### Aim of the exercise:
Reproduce each entry exactly.
[Start of Attachment]
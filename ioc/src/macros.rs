//! Public macros for ergonomic argument bags and service resolution.

/// Builds an [`ArgumentBag`](crate::ArgumentBag).
///
/// Either all entries are named (`name = value`) or all are positional.
/// Mixed bags can be built with the `ArgumentBag` methods directly.
///
/// # Examples
///
/// ```
/// use billo_ioc::{args, Value};
///
/// let named = args! { dsn = "sqlite::memory:", pool_size = 4 };
/// assert!(matches!(named.named("pool_size"), Some(Value::Int(4))));
///
/// let positional = args![123, "x"];
/// assert!(matches!(positional.positional(1), Some(Value::Str(s)) if s == "x"));
/// ```
#[macro_export]
macro_rules! args {
    () => {
        $crate::ArgumentBag::new()
    };

    ($($name:ident = $value:expr),+ $(,)?) => {
        $crate::ArgumentBag::new()
            $(.with(stringify!($name), $value))+
    };

    ($($value:expr),+ $(,)?) => {
        $crate::ArgumentBag::new()
            $(.push($value))+
    };
}

/// Resolves a service from the global container.
///
/// It panics if the contract cannot be resolved or the resolved object has
/// no view of the requested type. For a non-panicking version, use
/// `global().get(...)` directly.
///
/// # Panics
///
/// On any resolution error.
///
/// # Examples
///
/// ```
/// use billo_ioc::{global, resolve, Object};
///
/// global().set("motd", Object::new(String::from("hello"))).unwrap();
///
/// let message = resolve!(String, "motd");
/// assert_eq!(*message, "hello");
/// ```
///
/// ```
/// use billo_ioc::{global, resolve, Object};
/// use std::sync::Arc;
///
/// trait Greeter: Send + Sync { fn greet(&self) -> String; }
/// struct EnglishGreeter;
/// impl Greeter for EnglishGreeter { fn greet(&self) -> String { "Hello!".to_string() } }
///
/// let greeter: Arc<dyn Greeter> = Arc::new(EnglishGreeter);
/// global().set("greeter", Object::from_arc(greeter)).unwrap();
///
/// let greeter = resolve!(trait Greeter, "greeter");
/// assert_eq!(greeter.greet(), "Hello!");
/// ```
#[macro_export]
macro_rules! resolve {
    // resolve!(trait MyTrait, "contract")
    (trait $trait_ident:ident, $contract:expr) => {
        $crate::global()
            .get::<dyn $trait_ident>($contract)
            .unwrap_or_else(|err| {
                panic!(
                    "Failed to resolve required trait service '{}': {}",
                    $contract, err
                )
            })
    };

    // resolve!(trait MyTrait, "contract", bag)
    (trait $trait_ident:ident, $contract:expr, $args:expr) => {
        $crate::global()
            .get_with::<dyn $trait_ident, _>($contract, [$args])
            .unwrap_or_else(|err| {
                panic!(
                    "Failed to resolve required trait service '{}': {}",
                    $contract, err
                )
            })
    };

    // resolve!(MyService, "contract")
    ($type:ty, $contract:expr) => {
        $crate::global()
            .get::<$type>($contract)
            .unwrap_or_else(|err| {
                panic!(
                    "Failed to resolve required service '{}': {}",
                    $contract, err
                )
            })
    };

    // resolve!(MyService, "contract", bag)
    ($type:ty, $contract:expr, $args:expr) => {
        $crate::global()
            .get_with::<$type, _>($contract, [$args])
            .unwrap_or_else(|err| {
                panic!(
                    "Failed to resolve required service '{}': {}",
                    $contract, err
                )
            })
    };
}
[End of Attachment]
### Solution:
filename ioc/src/macros.rs
//! Public macros for ergonomic argument bags and service resolution.

/// Builds an [`ArgumentBag`](crate::ArgumentBag).
///
/// Either all entries are named (`name = value`) or all are positional.
/// Mixed bags can be built with the `ArgumentBag` methods directly.
///
/// # Examples
///
/// ```
/// use billo_ioc::{args, Value};
///
/// let named = args! { dsn = "sqlite::memory:", pool_size = 4 };
/// assert!(matches!(named.named("pool_size"), Some(Value::Int(4))));
///
/// let positional = args![123, "x"];
/// assert!(matches!(positional.positional(1), Some(Value::Str(s)) if s == "x"));
/// ```
#[macro_export]
macro_rules! args {
    () => {
        $crate::ArgumentBag::new()
    };

    ($($name:ident = $value:expr),+ $(,)?) => {
        $crate::ArgumentBag::new()
            $(.with(stringify!($name), $value))+
    };

    ($($value:expr),+ $(,)?) => {
        $crate::ArgumentBag::new()
            $(.push($value))+
    };
}

/// Resolves a service from the global container.
///
/// It panics if the contract cannot be resolved or the resolved object has
/// no view of the requested type. For a non-panicking version, use
/// `global().get(...)` directly.
///
/// # Panics
///
/// On any resolution error.
///
/// # Examples
///
/// ```
/// use billo_ioc::{global, resolve, Object};
///
/// global().set("motd", Object::new(String::from("hello"))).unwrap();
///
/// let message = resolve!(String, "motd");
/// assert_eq!(*message, "hello");
/// ```
///
/// ```
/// use billo_ioc::{global, resolve, Object};
/// use std::sync::Arc;
///
/// trait Greeter: Send + Sync { fn greet(&self) -> String; }
/// struct EnglishGreeter;
/// impl Greeter for EnglishGreeter { fn greet(&self) -> String { "Hello!".to_string() } }
///
/// let greeter: Arc<dyn Greeter> = Arc::new(EnglishGreeter);
/// global().set("greeter", Object::from_arc(greeter)).unwrap();
///
/// let greeter = resolve!(trait Greeter, "greeter");
/// assert_eq!(greeter.greet(), "Hello!");
/// ```
#[macro_export]
macro_rules! resolve {
    // resolve!(trait MyTrait, "contract")
    (trait $trait_ident:ident, $contract:expr) => {
        $crate::global()
            .get::<dyn $trait_ident>($contract)
            .unwrap_or_else(|err| {
                panic!(
                    "Failed to resolve required trait service '{}': {}",
                    $contract, err
                )
            })
    };

    // resolve!(trait MyTrait, "contract", bag)
    (trait $trait_ident:ident, $contract:expr, $args:expr) => {
        $crate::global()
            .get_with::<dyn $trait_ident, _>($contract, [$args])
            .unwrap_or_else(|err| {
                panic!(
                    "Failed to resolve required trait service '{}': {}",
                    $contract, err
                )
            })
    };

    // resolve!(MyService, "contract")
    ($type:ty, $contract:expr) => {
        $crate::global()
            .get::<$type>($contract)
            .unwrap_or_else(|err| {
                panic!(
                    "Failed to resolve required service '{}': {}",
                    $contract, err
                )
            })
    };

    // resolve!(MyService, "contract", bag)
    ($type:ty, $contract:expr, $args:expr) => {
        $crate::global()
            .get_with::<$type, _>($contract, [$args])
            .unwrap_or_else(|err| {
                panic!(
                    "Failed to resolve required service '{}': {}",
                    $contract, err
                )
            })
    };
}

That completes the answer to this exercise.